Deadline Problem

Todd Wright
Todd Wright
Joined: 6 Mar 05
Posts: 13
Credit: 39039
RAC: 0

> Your computer is slow

Message 10203 in response to message 10196

> Your computer is slow compared to today's machines. As you stated, there
> is nothing wrong with it. However, your attempt to use
> this machine inappropriately is misapplied. However strong your desire to
> support Einstein@Home this machine with the constraints of operating time is
> just not the right tool for this job.

And Im sure than an intel box (of whatever processor model) is inapropriate hardware on which to run a massive search engine which indexes over 8 billion pages and is accessed (searched) by over 82 million unique users per month. This kind of processing would surely require a supercomputer. Yet when you compine thousands of these boxes...

Yes, I am (as an example) referring to Google.

Paul, you (and others it seems) forget that this is a parallel process. The computing power is not in the CPU size of each processor, it is in the sheer number of processors. This is the benefit of distributed computing. E@H would attract more processors (hosts) if the owners of those processors could be assured of having credit awarded for the free (to the project) processing power that costs them actual money to provide.

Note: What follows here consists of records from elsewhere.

use std::any::Any;
use std::panic::{self, AssertUnwindSafe};

use crate::config::Config;
use crate::core::command::CommandObject;
use crate::core::commands;
use crate::core::definition::DefinitionTable;
use crate::core::error::ViError;
use crate::core::grammar::{Interpreter, State, Transition};
use crate::core::input::Key;
use crate::core::register::RegisterStore;
use crate::core::view::{Ui, View};

/// Mode lifecycle notification
#[derive(Debug, Clone, Copy, PartialEq, Eq)]
pub enum ModeEvent {
    Entered,
    Exited,
}

/// Answer to the host's "did you consume this key" question
#[derive(Debug, Clone, Copy, PartialEq, Eq)]
pub enum KeyResult {
    Consumed,
    /// The host should apply its default handling
    Unhandled,
}

impl KeyResult {
    pub fn consumed(&self) -> bool {
        *self == KeyResult::Consumed
    }
}

type Subscriber = Box<dyn FnMut(ModeEvent) + Send>;

/// Entry point for key events.
///
/// The Dispatcher owns the interpreter and everything it evaluates against.
/// Errors are reported to the host's status sink and never escape `feed`;
/// a panic inside a Definition tears the whole mode down.
pub struct Dispatcher {
    interpreter: Interpreter,
    subscribers: Vec<Subscriber>,
    exit_key: Key,
    active: bool,
}

impl Dispatcher {
    /// Dispatcher with the built-in Definitions and the aliases from `config`
    pub fn new(config: &Config) -> Self {
        let mut command_table = DefinitionTable::new();
        let mut motion_table = DefinitionTable::new();
        commands::register_all(&mut command_table, &mut motion_table, config);

        let mut dispatcher = Self::with_tables(command_table, motion_table);
        dispatcher.interpreter.set_escape(config.escape_key());
        dispatcher.exit_key = config.exit_key();

        let mut bindings: Vec<_> = config.keybindings.iter().collect();
        bindings.sort();
        for (key, target) in bindings {
            if !dispatcher.bind(key, target) {
                tracing::warn!(target: "vi.dispatch", key = %key, target = %target, "alias target not found");
            }
        }
        dispatcher
    }

    /// Dispatcher over caller-supplied tables
    pub fn with_tables(commands: DefinitionTable, motions: DefinitionTable) -> Self {
        Self {
            interpreter: Interpreter::new(commands, motions),
            subscribers: Vec::new(),
            exit_key: Key::Ctrl(']'),
            active: false,
        }
    }

    /// Alias `keycode` to the Definition bound to `target`, looking in the
    /// commands table first
    pub fn bind(&mut self, keycode: &str, target: &str) -> bool {
        if self.interpreter.commands().contains(target) {
            self.interpreter.commands_mut().alias(keycode, target)
        } else {
            self.interpreter.motions_mut().alias(keycode, target)
        }
    }

    // ==================== Lifecycle ====================

    pub fn subscribe(&mut self, subscriber: impl FnMut(ModeEvent) + Send + 'static) {
        self.subscribers.push(Box::new(subscriber));
    }

    pub fn is_active(&self) -> bool {
        self.active
    }

    pub fn activate(&mut self) {
        if self.active {
            return;
        }
        self.interpreter.reset();
        self.active = true;
        tracing::info!(target: "vi.dispatch", "mode entered");
        self.emit(ModeEvent::Entered);
    }

    /// Leave the mode, dropping any sentence in progress
    pub fn teardown(&mut self) {
        if !self.active {
            return;
        }
        self.interpreter.reset();
        self.active = false;
        tracing::info!(target: "vi.dispatch", "mode exited");
        self.emit(ModeEvent::Exited);
    }

    fn emit(&mut self, event: ModeEvent) {
        for subscriber in &mut self.subscribers {
            if panic::catch_unwind(AssertUnwindSafe(|| subscriber(event))).is_err() {
                tracing::error!(target: "vi.dispatch", ?event, "mode subscriber panicked");
            }
        }
    }

    // ==================== Keys ====================

    /// Handle one key event
    pub fn feed(&mut self, key: Key, view: &mut dyn View, ui: &mut dyn Ui) -> KeyResult {
        if !self.active {
            return KeyResult::Unhandled;
        }
        if key == self.exit_key {
            if self.in_prompt() {
                ui.close_prompt();
            }
            self.teardown();
            return KeyResult::Consumed;
        }

        let was_prompt = self.in_prompt();
        let interpreter = &mut self.interpreter;
        let outcome = panic::catch_unwind(AssertUnwindSafe(|| interpreter.feed(key, view)));
        self.settle(outcome, ui, was_prompt)
    }

    /// The host prompt closed; `None` means it was cancelled
    pub fn prompt_closed(
        &mut self,
        text: Option<String>,
        view: &mut dyn View,
        ui: &mut dyn Ui,
    ) -> KeyResult {
        if !self.active {
            return KeyResult::Unhandled;
        }
        let interpreter = &mut self.interpreter;
        let outcome =
            panic::catch_unwind(AssertUnwindSafe(|| interpreter.prompt_closed(text, view)));
        self.settle(outcome, ui, false)
    }

    fn in_prompt(&self) -> bool {
        matches!(
            self.interpreter.state(),
            State::Prompt | State::PromptWait
        )
    }

    fn settle(
        &mut self,
        outcome: std::thread::Result<Result<Transition, ViError>>,
        ui: &mut dyn Ui,
        was_prompt: bool,
    ) -> KeyResult {
        match outcome {
            Err(payload) => {
                let message = panic_message(payload.as_ref());
                tracing::error!(target: "vi.dispatch", %message, "definition panicked, leaving mode");
                ui.status(&format!("vi mode stopped: {}", message));
                self.teardown();
                KeyResult::Consumed
            }
            Ok(Err(err)) => {
                tracing::warn!(target: "vi.dispatch", %err, "command failed");
                if was_prompt {
                    ui.close_prompt();
                }
                ui.status(&err.to_string());
                KeyResult::Consumed
            }
            Ok(Ok(Transition::Unhandled)) => KeyResult::Unhandled,
            Ok(Ok(Transition::Cancelled)) => {
                if was_prompt {
                    ui.close_prompt();
                }
                ui.status("");
                KeyResult::Consumed
            }
            Ok(Ok(Transition::Pending(State::Prompt))) => {
                let label = self.interpreter.prompt_label().unwrap_or("").to_string();
                ui.open_prompt(&label);
                self.interpreter.prompt_opened();
                KeyResult::Consumed
            }
            Ok(Ok(Transition::Pending(State::Input))) => {
                let text = self.interpreter.input_text().unwrap_or("");
                ui.status(&format!("-- INSERT -- {}", text));
                KeyResult::Consumed
            }
            Ok(Ok(Transition::Pending(_))) => {
                ui.status(self.interpreter.status());
                KeyResult::Consumed
            }
            Ok(Ok(Transition::Done)) => KeyResult::Consumed,
        }
    }

    // ==================== Exposed state ====================

    pub fn state(&self) -> State {
        self.interpreter.state()
    }

    pub fn commands_mut(&mut self) -> &mut DefinitionTable {
        self.interpreter.commands_mut()
    }

    pub fn motions_mut(&mut self) -> &mut DefinitionTable {
        self.interpreter.motions_mut()
    }

    pub fn registers(&self) -> &RegisterStore {
        self.interpreter.registers()
    }

    pub fn registers_mut(&mut self) -> &mut RegisterStore {
        self.interpreter.registers_mut()
    }

    pub fn last_command(&self) -> Option<&CommandObject> {
        self.interpreter.last_command()
    }

    pub fn set_exit_key(&mut self, key: Key) {
        self.exit_key = key;
    }

    pub fn set_escape_key(&mut self, key: Key) {
        self.interpreter.set_escape(key);
    }
}

fn panic_message(payload: &(dyn Any + Send)) -> String {
    if let Some(s) = payload.downcast_ref::<&str>() {
        (*s).to_string()
    } else if let Some(s) = payload.downcast_ref::<String>() {
        s.clone()
    } else {
        "unknown panic".to_string()
    }
}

The problem is also not the size of the work unit. It is (as has already been stated by many) the short E@H deadline in combination with boinc not properly reflecting the actual amount of CPU time required for each work unit, causing it to queue more work than can be completed by the deadline on certain platforms.

Currently on a PIII 800Mhz machine I have 3 E@H Work units which have not yet started and will not meet their deadline (today) since despite boinc reporting an estimated CPU time of 15 hours 51 minutes, they take around 21 hours to process. The 6 hour difference in each work unit has caused previous work units to use the time that these units were originally allocated.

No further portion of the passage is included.